§ Problem to work on
With every mark kept, transcribe all of the records.

(Items from a data source)
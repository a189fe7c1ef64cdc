// src/data_input/mod.rs

pub mod filter_settings;
pub mod flight_data;
pub mod log_data;
pub mod log_parser;
pub mod noise_profile;
pub mod pid_metadata;
pub mod settings;

// src/data_input/mod.rs
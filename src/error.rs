// src/error.rs
//! Error types for log loading and settings input.
//!
//! The analysis stages themselves never fail; only the collaborators that touch
//! files or assemble the flight-data model return these errors.

use std::io;
use thiserror::Error;

/// Result type for log loading and settings operations
pub type AnalysisResult<T> = Result<T, AnalysisError>;

#[derive(Error, Debug)]
pub enum AnalysisError {
    #[error("Failed to read input: {0}")]
    Io(#[from] io::Error),

    #[error("CSV error: {0}")]
    Csv(#[from] csv::Error),

    #[error("JSON error: {0}")]
    Json(#[from] serde_json::Error),

    /// No line looked like a blackbox CSV column header row
    #[error("Could not find CSV headers in the log")]
    NoHeaderRow,

    #[error("Missing essential headers: {0}")]
    MissingHeaders(String),

    #[error("Insufficient data: {0}")]
    InsufficientData(String),

    #[error("Series '{series}' has {actual} samples, expected {expected}")]
    SeriesLengthMismatch {
        series: String,
        expected: usize,
        actual: usize,
    },
}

§ Answer to this problem
repository a189fe7c1ef64cdc
// src/data_input/mod.rs

pub mod filter_settings;
pub mod flight_data;
pub mod log_data;
pub mod log_parser;
pub mod noise_profile;
pub mod pid_metadata;
pub mod settings;

// src/data_input/mod.rs
filename src/error.rs
// src/error.rs
//! Error types for log loading and settings input.
//!
//! The analysis stages themselves never fail; only the collaborators that touch
//! files or assemble the flight-data model return these errors.

use std::io;
use thiserror::Error;

/// Result type for log loading and settings operations
pub type AnalysisResult<T> = Result<T, AnalysisError>;

#[derive(Error, Debug)]
pub enum AnalysisError {
    #[error("Failed to read input: {0}")]
    Io(#[from] io::Error),

    #[error("CSV error: {0}")]
    Csv(#[from] csv::Error),

    #[error("JSON error: {0}")]
    Json(#[from] serde_json::Error),

    /// No line looked like a blackbox CSV column header row
    #[error("Could not find CSV headers in the log")]
    NoHeaderRow,

    #[error("Missing essential headers: {0}")]
    MissingHeaders(String),

    #[error("Insufficient data: {0}")]
    InsufficientData(String),

    #[error("Series '{series}' has {actual} samples, expected {expected}")]
    SeriesLengthMismatch {
        series: String,
        expected: usize,
        actual: usize,
    },
}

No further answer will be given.